Nel 1917 Sepo comincia la sua carriera di cartellonista per l’azienda Maya di Bologna. Nel corso della sua vita l’artista non amò molto essere etichettato per questa sua attività, ritenendola non proprio gratificante. Sbagliava il buon Severo che di quest’arte mobilissima fu invece un altissimo interprete; probabilmente nell’età attuale si sarebbe di un po’ ricreduto vedendo il grande favore che è tributato all’informazione pubblicitaria (vi è chi, non a torto, indica negli spot pubblicitari le forme più alte della cultura televisiva); ma il favore, all’epoca, glielo concessero comunque la Dorland” di Parigi (1920) e la “Publivox” di Ginevra (1924) che gli valsero la notorietà internazionale.

Dopo una breve parentesi come regista e scenografo, sulla quale il catalogo della mostra presente svela alcuni segreti, nel 1919 Sepo parte per Parigi dove un breve soggiorno si trasforma in una lunga permanenza: vi rimane infatti fino al 1957. Grazie all’attività di grafico pubblicitario, nel ’23 la fama di Sepo (pseudonimo nato proprio in quell’anno) comincia la sua escalation; unitamente si rinsaldano i rapporti con Les Italiens de Paris, la cerchia di grandi esponenti dell’arte italiana che si erano dati appuntamento all’ombra della torre Eiffel, all’epoca una sorta di Eden dell’arte internazionale: con Campigli, De Pisis, Savino, De Chirico, Severini, Licini, Tozzi e Paresce, Sepo tiene numerose mostre che sollecitano l’interesse sulla sua opera da parte di grandi personaggi della cultura mondiale, tra i quali Picasso, Derain, Braque, Severini, Carrà, Cocteau.

Al ritorno a Bologna, nel ’57, gli si fa incontro l’ispirazione che lo riconduce lungo le strade della pittura. Un momento fondamentale della critica su Severo lo segna nel ’69 Ragghianti con “Bologna cruciale 1914”, contributo ad una monografia dedicata all’artista.

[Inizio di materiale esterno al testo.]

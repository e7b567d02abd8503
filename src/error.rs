//! Error types for mutant generation

use std::path::PathBuf;
use thiserror::Error;

use crate::operators::{NodeKind, OperatorKind};

/// Errors that can occur while building catalogs, planning or generating mutants
#[derive(Debug, Error)]
pub enum MutationError {
    /// Failed to read source file
    #[error("Failed to read file '{}': {error}", file.display())]
    FileReadError { file: PathBuf, error: String },

    /// Failed to parse source file as Rust
    #[error("Failed to parse '{}' as Rust: {error}", file.display())]
    ParseError { file: PathBuf, error: String },

    /// Failed to write a mutant or manifest
    #[error("Failed to write '{}': {error}", file.display())]
    WriteError { file: PathBuf, error: String },

    /// Configuration error
    #[error("Configuration error: {message}")]
    ConfigError { message: String },

    /// Mutants were requested but no active family has a candidate site
    #[error("No candidate sites for {requested} requested mutant(s) in families: {}", families.join(", "))]
    NoCandidates {
        families: Vec<String>,
        requested: usize,
    },

    /// A family name that is not part of the catalog
    #[error("Unknown mutation family '{name}'\n  Available families: {}", available.join(", "))]
    UnknownFamily {
        name: String,
        available: Vec<String>,
    },

    /// A rule map entry without any replacement
    #[error("Family '{family}' has no replacement for operator '{operator}'")]
    EmptyRuleMapEntry {
        family: String,
        operator: OperatorKind,
    },

    /// A rule map entry that lists its own source operator
    #[error("Family '{family}' maps operator '{operator}' onto itself")]
    IdentityRule {
        family: String,
        operator: OperatorKind,
    },

    /// An operator used on a node kind it cannot appear on
    #[error("Family '{family}' scans {expected} nodes but uses operator '{operator}' of kind {found}")]
    KindMismatch {
        family: String,
        operator: OperatorKind,
        expected: NodeKind,
        found: NodeKind,
    },

    /// A family definition that is structurally unusable
    #[error("Invalid mutation family '{family}': {reason}")]
    InvalidFamily { family: String, reason: String },

    /// Two families registered under the same name
    #[error("Mutation family '{family}' is defined more than once")]
    DuplicateFamily { family: String },

    /// A planned site that no longer resolves to a matching node
    #[error("Ordinal {ordinal} of family '{family}' not found ({occurrences} {kind} node(s) in tree)")]
    OrdinalNotFound {
        family: String,
        kind: NodeKind,
        ordinal: usize,
        occurrences: usize,
    },
}

/// Result type for mutation operations
pub type Result<T> = std::result::Result<T, MutationError>;
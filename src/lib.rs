//! Operator Mutant Generation for Rust
//!
//! This library generates mutants of a Rust source file: syntactically valid
//! variants that differ from the original by exactly one replaced operator.
//! Generation is reproducible: the same source, catalog, seed and count always
//! produce the same mutants.
//!
//! The pipeline is:
//!
//! 1. [`indexer::index`] numbers operator nodes in a fixed traversal order;
//! 2. [`collector::collect`] keeps the ordinals a [`MutationFamily`] can mutate;
//! 3. [`selector::plan`] shuffles the candidates with a seeded stream and draws
//!    one site per requested mutant, reusing sites cyclically when needed;
//! 4. [`mutator::apply`] replaces the operator at one site of a fresh tree copy;
//! 5. [`driver::generate`] yields the mutants of a plan lazily, in order.
//!
//! # Example Configuration
//!
//! ```yaml
//! version: "1.0"
//! settings:
//!   seed: 2873465893
//!   count: 10
//!   mode: single-family
//!   family: comparison
//! output:
//!   dir: mutants
//! ```
//!
//! # Usage
//!
//! ```no_run
//! use operator_mutants::{codegen, generate, plan, OperatorCatalog, SelectionMode};
//! use std::path::Path;
//!
//! let tree = codegen::read_tree(Path::new("src/math.rs")).unwrap();
//! let catalog = OperatorCatalog::standard().unwrap();
//! let mode = SelectionMode::SingleFamily("add".to_string());
//! let plan = plan(&tree, &catalog, 5, 2873465893, &mode).unwrap();
//! for mutant in generate(&tree, &plan) {
//!     println!("{}", codegen::render(&mutant.tree));
//! }
//! ```

pub mod catalog;
pub mod codegen;
pub mod collector;
pub mod config;
pub mod driver;
pub mod error;
pub mod indexer;
pub mod mutator;
pub mod operators;
pub mod random;
pub mod report;
pub mod selector;

// Re-export main types at crate root
pub use catalog::{MutationFamily, OperatorCatalog};
pub use collector::collect;
pub use config::{Config, OutputSettings, Settings};
pub use driver::{generate, generate_parallel, RenderedMutant};
pub use error::{MutationError, Result};
pub use indexer::{index, IndexedNode, OrdinalMap};
pub use mutator::{apply, AppliedMutation, Mutant};
pub use operators::{NodeKind, OperatorKind};
pub use random::DEFAULT_SEED;
pub use report::GenerationReport;
pub use selector::{plan, CandidateSite, SelectionMode, SelectionPlan};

Nel ’74 Bologna gli dedica una grande mostra antologica, avviando una serie di riconoscimenti che gli tributarono le città di Parma, Milano, Ferrara, Mantova, Firenze. Nel 1983 Sepo muore; nonostante la fama internazionale, è cosa assai strana che quella esile, alta ed elegante figura, eclettica e piena di sfaccettature, riesca ancor oggi a presentare rinnovati spunti di interesse: si ha la sensazione che vi sarà sempre un aspetto nuovo da riscoprire in Severo, artista che conobbe i futuristi e odiò Boldini, forse la sua attività cinematografica, forse quella di scrittore, se non quella di scultore. Già, perché l’anima plastica è caratteristica di tutta l’opera di Sepo, quell’anima che si sposò con una non comune abilità di sintesi e che, com’è facile intuire, alimentò l’ispirazione creativa nel campo della grafica pubblicitaria come una fonte inesauribile di intuizioni, di idee, di trovate.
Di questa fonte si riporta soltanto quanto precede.